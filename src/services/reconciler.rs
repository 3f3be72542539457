use chrono::NaiveDate;

use crate::models::{BookingUpdate, Slot, SlotEvent, SlotId};
use crate::services::slot_cache::SlotCache;

/// Everything a session shows about the selected teacher's slots.
#[derive(Debug, Clone, Default, PartialEq)]
pub struct SlotViews {
    teacher_id: Option<String>,
    selected_date: Option<NaiveDate>,
    track_booked: bool,
    /// Open slots of the selected teacher.
    pub all: SlotCache,
    /// Open slots on the selected date.
    pub available: SlotCache,
    /// Booked slots; only filled for a teacher watching their own schedule.
    pub booked: SlotCache,
}

/// Result of one pull reconciliation.
#[derive(Debug, Clone, Default, PartialEq)]
pub struct SlotSnapshot {
    pub teacher_id: String,
    pub open: Vec<Slot>,
    pub booked: Vec<Slot>,
    /// The date `available` was fetched for.
    pub date: Option<NaiveDate>,
    pub available: Vec<Slot>,
}

/// Work the session has to do after an event was applied.
#[derive(Debug, Clone, PartialEq, Eq)]
pub enum FollowUp {
    Resync,
    RefreshBookings,
    BookingResolved(SlotId),
    ServerError(String),
}

impl SlotViews {
    pub fn for_teacher(teacher_id: impl Into<String>, track_booked: bool) -> Self {
        Self {
            teacher_id: Some(teacher_id.into()),
            track_booked,
            ..Self::default()
        }
    }

    pub fn teacher_id(&self) -> Option<&str> {
        self.teacher_id.as_deref()
    }

    pub fn selected_date(&self) -> Option<NaiveDate> {
        self.selected_date
    }

    /// Derives the date view from `all` right away; the next pull refines it.
    pub fn select_date(&mut self, date: Option<NaiveDate>) {
        self.selected_date = date;
        self.rederive_available();
    }

    pub fn with_selected_date(mut self, date: Option<NaiveDate>) -> Self {
        self.select_date(date);
        self
    }

    pub fn find_open(&self, id: &SlotId) -> Option<&Slot> {
        self.all.get(id).or_else(|| self.available.get(id))
    }

    pub fn insert_open(&mut self, slot: Slot) {
        if self.selected_date == Some(slot.date) {
            self.available.insert(slot.clone());
        }
        self.all.insert(slot);
    }

    /// Removes a slot from every open view.
    pub fn remove_open(&mut self, id: &SlotId) -> Option<Slot> {
        let from_date = self.available.remove(id);
        self.all.remove(id).or(from_date)
    }

    /// What the server's `slots_count` is compared against.
    pub fn tracked_count(&self) -> usize {
        self.all.len() + self.booked.len()
    }

    fn is_watching(&self, teacher_id: &str) -> bool {
        match self.teacher_id.as_deref() {
            Some(watching) => teacher_id.is_empty() || teacher_id == watching,
            None => false,
        }
    }

    fn rederive_available(&mut self) {
        let slots = match self.selected_date {
            Some(date) => self.all.iter().filter(|s| s.date == date).cloned().collect(),
            None => Vec::new(),
        };
        self.available = SlotCache::from_slots(slots);
    }

    /// Pull reconciliation. A snapshot for another teacher is stale and is
    /// ignored. `hidden` is a slot with a booking in flight; it stays out of
    /// the open views until the booking resolves.
    pub fn apply_snapshot(&mut self, snapshot: SlotSnapshot, hidden: Option<&SlotId>) -> bool {
        if self.teacher_id.as_deref() != Some(snapshot.teacher_id.as_str()) {
            return false;
        }

        let visible = |slots: Vec<Slot>| -> Vec<Slot> {
            slots
                .into_iter()
                .filter(|s| Some(&s.id) != hidden)
                .collect()
        };

        self.all.replace_all(visible(snapshot.open));
        if self.track_booked {
            self.booked.replace_all(snapshot.booked);
            let booked = &self.booked;
            self.all
                .retain(|s| !(s.is_temporary() && booked.find_span(&s.span()).is_some()));
        }

        if snapshot.date.is_some() && snapshot.date == self.selected_date {
            self.available.replace_all(visible(snapshot.available));
            let temps: Vec<Slot> = self
                .all
                .iter()
                .filter(|s| s.is_temporary() && Some(s.date) == self.selected_date)
                .cloned()
                .collect();
            for temp in temps {
                if self.available.find_span(&temp.span()).is_none() {
                    self.available.insert(temp);
                }
            }
        } else {
            self.rederive_available();
        }
        true
    }
}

**Aim of the exercise:** Please restate word for word only the lines running from the line that contains "Some(&s.id) != hidden)" to the final line of the listing above.

**Answer for this exercise:**
                .filter(|s| Some(&s.id) != hidden)
                .collect()
        };

        self.all.replace_all(visible(snapshot.open));
        if self.track_booked {
            self.booked.replace_all(snapshot.booked);
            let booked = &self.booked;
            self.all
                .retain(|s| !(s.is_temporary() && booked.find_span(&s.span()).is_some()));
        }

        if snapshot.date.is_some() && snapshot.date == self.selected_date {
            self.available.replace_all(visible(snapshot.available));
            let temps: Vec<Slot> = self
                .all
                .iter()
                .filter(|s| s.is_temporary() && Some(s.date) == self.selected_date)
                .cloned()
                .collect();
            for temp in temps {
                if self.available.find_span(&temp.span()).is_none() {
                    self.available.insert(temp);
                }
            }
        } else {
            self.rederive_available();
        }
        true
    }
}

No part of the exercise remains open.